Un décalage entre croyance et prédication
Alors que le réchauffement planétaire s’accélère et que l’administration américaine remet en cause de nombreuses réglementations écologiques, une étude de 2025 publiée dans une revue scientifique apporte un éclairage frappant sur le monde religieux aux États-Unis. Selon ces travaux, près de 90 % des responsables religieux de toutes les grandes confessions chrétiennes du pays estiment que le changement climatique est au moins en partie provoqué par l’activité humaine. Pourtant, seule la moitié d’entre eux ont déjà abordé ce sujet avec leur assemblée.
Ce constat a été établi par des chercheurs dont Styliano Syropoulos, professeur adjoint à l’École de la durabilité de l’université d’État de l’Arizona. « Le simple fait qu’ils s’en préoccupent ne signifie pas qu’ils se sentent obligés d’en parler », explique-t-il. Il ajoute que plusieurs facteurs expliquent ce décalage : certains pasteurs estiment ne pas être suffisamment préparés pour traiter la question, d’autres considèrent que ce n’est pas leur rôle. « Le changement climatique, du moins aux États-Unis, est une question profondément politisée », souligne-t-il.
Des voix discordantes au sein des Églises
Dans ce contexte, certains pasteurs choisissent de briser le silence. C’est le cas du révérend Bradley Mattson, de l’Église épiscopale de l’Espérance en Pennsylvanie. Pour lui, la division des opinions sur le climat dans la société américaine constitue une raison supplémentaire d’en parler, et non de se taire. « Je dirais que des forces politiques, dans ce pays et ailleurs dans le monde, s’efforcent de nier l’impact humain sur notre climat, affirme-t-il. Elles travaillent activement à dire : ‘Nous ne pouvons rien y faire. Alors, coupons, fauchons, pulvérisons, et faisons ce que nous voulons.’ »
Le révérend Mattson critique ce qu’il appelle le « capitalisme du Second Avènement », une vision du monde qui, selon lui, pousse à une consommation effrénée en partant du principe que Dieu reviendra détruire la Terre pour la recréer. Il estime que cette interprétation est le fruit d’une lecture erronée du texte hébreu de la Genèse, où l’injonction à « remplir la Terre et la soumettre » est souvent comprise comme une incitation à l’exploitation, alors qu’il s’agit d’un appel à la bonne intendance.
Le pasteur a engagé son Église dans le plaidoyer climatique, la reforestation et la protection du bassin versant de la grande baie de Chesapeake, qui s’étend sur six États, dont New York. Dans l’ensemble, sa congrégation le soutient.

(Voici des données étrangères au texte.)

//! Clinic - entity-dispatch demo
//!
//! Drives three entity stores (patients, pregnancies, deliveries) through
//! one `StoreRoot`:
//! 1. Intents are dispatched to the root
//! 2. The reducer updates bookkeeping and declares gateway requests
//! 3. Requests run as tokio tasks and queue their outcomes
//! 4. Outcomes are dispatched back, notifications and navigation follow
//!
//! Without `--base-url` the stores talk to in-memory gateways seeded with
//! a few records, with simulated latency.
//!
//! # Usage
//!
//! ```sh
//! # In-memory backend, dispatch log on stderr
//! cargo run -p clinic-demo -- --debug
//!
//! # Only log patient outcomes
//! cargo run -p clinic-demo -- --debug --log-include 'patient/*Did*'
//!
//! # Real backend
//! cargo run -p clinic-demo -- --base-url http://localhost:8080/api --token "$TOKEN"
//! ```

mod model;

use std::path::PathBuf;
use std::sync::Arc;
use std::time::Duration;

use clap::Parser;
use entity_dispatch::prelude::*;
use entity_dispatch::testing::MemoryApi;
use entity_dispatch::{ActionLogConfig, EntityState};
use serde::de::DeserializeOwned;
use serde::Serialize;
use tokio_stream::StreamExt;
use tracing_subscriber::EnvFilter;

use crate::model::{
    seed_patients, seed_pregnancies, Delivery, DeliveryInput, Patient, PatientInput, Pregnancy,
    PregnancyInput,
};

/// Clinic - entity-dispatch demo
#[derive(Parser, Debug)]
#[command(name = "clinic")]
#[command(about = "Walk through patient, pregnancy and delivery stores")]
struct Args {
    /// JSON runtime config (page sizes, labels, notifications, ...)
    #[arg(long, short)]
    config: Option<PathBuf>,

    /// REST backend; in-memory gateways are used when absent
    #[arg(long)]
    base_url: Option<String>,

    /// Bearer token sent to the REST backend
    #[arg(long)]
    token: Option<String>,

    /// Simulated gateway latency of the in-memory backend, in milliseconds
    #[arg(long, default_value = "40")]
    latency_ms: u64,

    /// Log every dispatched action and print the action log on exit
    #[arg(long)]
    debug: bool,

    /// Comma-separated glob patterns of actions to log
    #[arg(long)]
    log_include: Option<String>,

    /// Comma-separated glob patterns of actions to skip
    #[arg(long)]
    log_exclude: Option<String>,
}

/// Handles kept on the in-memory gateways to inject failures.
struct Memory {
    pregnancies: Arc<MemoryApi<Pregnancy>>,
}

fn init_tracing() {
    let filter = EnvFilter::try_from_default_env().unwrap_or_else(|_| EnvFilter::new("info"));

    tracing_subscriber::fmt()
        .with_env_filter(filter)
        .with_target(false)
        .with_writer(std::io::stderr)
        .init();
}

#[tokio::main]
async fn main() -> Result<(), Box<dyn std::error::Error>> {
    let args = Args::parse();
    init_tracing();

    let mut config = match &args.config {
        Some(path) => RuntimeConfig::from_json_file(path)?,
        None => RuntimeConfig::default()
            .with_page_size(4)
            .with_entity("pregnancy", EntityConfig::default().label("Pregnancy"))
            .with_entity(
                "delivery",
                EntityConfig::default()
                    .label("Delivery")
                    .detail_route("/pregnancies/deliveries")
                    .refresh_after_mutation(true),
            ),
    };
    if args.debug && config.action_log.is_none() {
        config = config.with_action_log(ActionLogConfig::default());
    }

    let filter = ActionLoggerConfig::new(args.log_include.as_deref(), args.log_exclude.as_deref());
    let mut root = StoreRoot::new(config)
        .with_middleware(LoggingMiddleware::new().changes_only())
        .with_middleware(ActionLoggerMiddleware::new(filter).active(args.debug));

    let memory = match &args.base_url {
        Some(base_url) => {
            register_rest::<Patient>(&mut root, base_url, "patients", args.token.as_deref())?;
            register_rest::<Pregnancy>(&mut root, base_url, "pregnancies", args.token.as_deref())?;
            register_rest::<Delivery>(&mut root, base_url, "deliveries", args.token.as_deref())?;
            None
        }
        None => Some(register_memory(&mut root, Duration::from_millis(args.latency_ms))?),
    };
    tracing::info!(entities = ?root.entities(), "stores registered");

    // Follow the patient page counters as they change
    let pages = root.select_stream(select_pagination::<Patient>)?;
    let watcher = tokio::spawn(async move {
        tokio::pin!(pages);
        while let Some(pagination) = pages.next().await {
            tracing::info!(
                page = pagination.page_index + 1,
                pages = pagination.total_pages,
                total = pagination.total_elements,
                "patient pages"
            );
        }
    });

    patients(&mut root).await?;
    pregnancies(&mut root, memory.as_ref()).await?;
    deliveries(&mut root).await?;

    // Logout
    root.reset_all();
    settle(&mut root).await;
    println!(
        "\nafter logout: {} patients cached, {} pregnancies cached",
        root.select(select_all::<Patient>)?.len(),
        root.select(select_all::<Pregnancy>)?.len(),
    );

    if let Some(log) = root.action_log() {
        println!("\n== action log ({} entries) ==", log.len());
        for entry in log.entries() {
            println!(
                "{:>8}  {:<10} {:<18} changed={:?}",
                entry.elapsed_display(),
                entry.entity.unwrap_or("-"),
                entry.name,
                entry.state_changed,
            );
        }
    }

    drop(root);
    watcher.abort();
    Ok(())
}

async fn patients(root: &mut StoreRoot) -> Result<(), StoreError> {
    println!("== patients ==");
    root.dispatch::<Patient>(EntityAction::Reload)?;
    settle(root).await;
    print_page(root.state::<Patient>()?, |p| {
        format!("{} {} <{}>", p.first_name, p.last_name, p.email)
    });

    if root.select(select_has_next_page::<Patient>)? {
        let size = root.select(select_pagination::<Patient>)?.page_size;
        root.dispatch::<Patient>(EntityAction::List(
            ListQuery::page(1, size).sorted("lastName", SortDirection::Asc),
        ))?;
        settle(root).await;
        print_page(root.state::<Patient>()?, |p| p.last_name.clone());
    }

    root.dispatch::<Patient>(EntityAction::Search(SearchQuery::new("dia", 0, 10)))?;
    settle(root).await;
    println!("search 'dia':");
    print_page(root.state::<Patient>()?, |p| p.last_name.clone());

    root.dispatch::<Patient>(EntityAction::Create(PatientInput {
        first_name: "Nafi".into(),
        last_name: "Sarr".into(),
        email: "nafi.sarr@clinic.test".into(),
    }))?;
    settle(root).await;

    if let Some(created) = root.select(select_selected::<Patient>)? {
        println!("created {} ({})", created.id, created.last_name);
        root.dispatch::<Patient>(EntityAction::Update {
            id: created.id.clone(),
            input: PatientInput {
                first_name: created.first_name.clone(),
                last_name: created.last_name.clone(),
                email: "n.sarr@clinic.test".into(),
            },
        })?;
        settle(root).await;
        if let Some(updated) = root.select(select_selected::<Patient>)? {
            println!("updated email: {}", updated.email);
        }
    }
    Ok(())
}

async fn pregnancies(root: &mut StoreRoot, memory: Option<&Memory>) -> Result<(), StoreError> {
    println!("\n== pregnancies ==");
    root.dispatch::<Pregnancy>(EntityAction::List(
        ListQuery::page(0, 10).filter("status", "ACTIVE"),
    ))?;
    settle(root).await;
    print_page(root.state::<Pregnancy>()?, |g| {
        format!("{} patient={} lmp={}", g.id, g.patient_id, g.lmp_date)
    });

    let recent = root.select(select_by_date_range(
        |g: &Pregnancy| Some(g.lmp_date.clone()),
        "2026-04-01".to_string(),
        "2026-12-31".to_string(),
    ))?;
    println!("active since April: {}", recent.len());

    // The backend refuses a second active pregnancy for the same patient
    if let Some(memory) = memory {
        memory.pregnancies.fail_next(ApiError::http(
            409,
            "Patient p1 already has an active pregnancy",
        ));
    }
    root.dispatch::<Pregnancy>(EntityAction::Create(PregnancyInput {
        patient_id: "p1".into(),
        status: "ACTIVE".into(),
        lmp_date: "2026-09-01".into(),
    }))?;
    settle(root).await;
    if let Some(error) = root.select(select_error::<Pregnancy>)? {
        println!("create refused: {error}");
    }

    root.dispatch::<Pregnancy>(EntityAction::Fetch("g1".into()))?;
    settle(root).await;
    let active = root.select(select_by_status(|g: &Pregnancy| g.status.as_str(), "ACTIVE"))?;
    println!(
        "selected {:?}, {} active on page",
        root.select(select_selected_id::<Pregnancy>)?,
        active.len()
    );
    Ok(())
}

async fn deliveries(root: &mut StoreRoot) -> Result<(), StoreError> {
    println!("\n== deliveries ==");
    root.dispatch::<Delivery>(EntityAction::Reload)?;
    settle(root).await;

    root.dispatch::<Delivery>(EntityAction::Create(DeliveryInput {
        pregnancy_id: "g1".into(),
        delivered_on: "2026-10-12".into(),
        mode: "VAGINAL".into(),
    }))?;
    settle(root).await;
    print_page(root.state::<Delivery>()?, |d| {
        format!("{} pregnancy={} on {}", d.delivery_id, d.pregnancy_id, d.delivered_on)
    });

    if let Some(id) = root.select(select_selected_id::<Delivery>)? {
        root.dispatch::<Delivery>(EntityAction::Remove(id))?;
        settle(root).await;
    }
    println!(
        "deliveries left: {}",
        root.select(select_pagination::<Delivery>)?.total_elements
    );
    Ok(())
}

fn register_rest<T>(
    root: &mut StoreRoot,
    base_url: &str,
    resource: &str,
    token: Option<&str>,
) -> Result<(), StoreError>
where
    T: Entity + DeserializeOwned,
    T::Input: Serialize,
{
    let mut api = RestApi::<T>::new(base_url, resource);
    api.set_bearer(token.map(str::to_string));
    root.register::<T>(api, Arc::new(TracingNotifier), Arc::new(TracingNavigator))
}

fn register_memory(root: &mut StoreRoot, latency: Duration) -> Result<Memory, StoreError> {
    let patients = MemoryApi::<Patient>::new(Patient::build)
        .with_records(seed_patients())
        .with_latency(latency);

    let pregnancies = Arc::new(
        MemoryApi::<Pregnancy>::new(Pregnancy::build)
            .with_records(seed_pregnancies())
            .with_filter(|g: &Pregnancy, key, value| match key {
                "status" => g.status == value,
                "patientId" => g.patient_id == value,
                _ => true,
            })
            .with_latency(latency),
    );

    let deliveries = MemoryApi::<Delivery>::new(Delivery::build).with_latency(latency);

    root.register::<Patient>(patients, Arc::new(TracingNotifier), Arc::new(TracingNavigator))?;
    root.register::<Pregnancy>(
        Arc::clone(&pregnancies),
        Arc::new(TracingNotifier),
        Arc::new(TracingNavigator),
    )?;
    root.register::<Delivery>(deliveries, Arc::new(TracingNotifier), Arc::new(TracingNavigator))?;

    Ok(Memory { pregnancies })
}

/// Deliver outcomes until no call is running and the queue is empty.
async fn settle(root: &mut StoreRoot) {
    loop {
        let idle = root.pending() == 0;
        let delivered = root.process_pending();
        if idle && delivered == 0 {
            break;
        }
        tokio::time::sleep(Duration::from_millis(5)).await;
    }
}

fn print_page<T: Entity>(state: &EntityState<T>, line: impl Fn(&T) -> String) {
    let pagination = state.pagination;
    println!(
        "page {}/{} ({} total)",
        pagination.page_index + 1,
        pagination.total_pages.max(1),
        pagination.total_elements
    );
    for item in &state.items {
        println!("  {:<12} {}", item.id(), line(item));
    }
    if let Some(error) = &state.error {
        println!("  error: {error}");
    }
}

Des résistances et un contexte politique hostile
Mais l’engagement n’est pas toujours bien accueilli. Dans le Maryland voisin, Brother Ken Taylor a fait l’expérience des résistances lorsqu’il a tenté d’introduire la question de la protection de la planète au sein de sa communauté. L’article ne précise pas la nature exacte de ces oppositions, mais elles illustrent les difficultés que peuvent rencontrer les responsables religieux désireux d’aborder des sujets perçus comme politiques.
Le contexte politique est en effet marqué par un recul des mesures environnementales. Depuis son retour au pouvoir, le président Donald Trump a bloqué le développement des énergies renouvelables, favorisé l’extraction et l’utilisation des énergies fossiles polluantes, et annulé des dizaines de réglementations destinées à protéger l’environnement, tant au niveau national qu’international.
« Chacun d’entre nous a la capacité d’aller trop loin dans l’exercice du pouvoir, et nous devons nous contrôler pour cela, déclare le révérend Mattson. Je pense que certains groupes de personnes utilisent le pouvoir pour une consommation effrénée, et il n’y a tout simplement pas de Jésus là-dedans. »
La question de la responsabilité chrétienne
La Genèse appelle les croyants à être de bons intendants de la Création, mais cette injonction est interprétée de manière très diverse. Pour certains, elle justifie une exploitation sans limites ; pour d’autres, elle impose une responsabilité écologique active. Ce clivage théologique se superpose aux clivages politiques, rendant le sujet particulièrement sensible dans un pays où la religion demeure un marqueur identitaire fort.
L’étude de 2025 montre que la majorité des fidèles américains ne reçoivent pas de message clair sur le climat de la part de leurs pasteurs, malgré leur conviction personnelle. Ce silence pourrait avoir des conséquences sur la mobilisation des communautés religieuses, traditionnellement influentes dans la société américaine, face à l’urgence environnementale.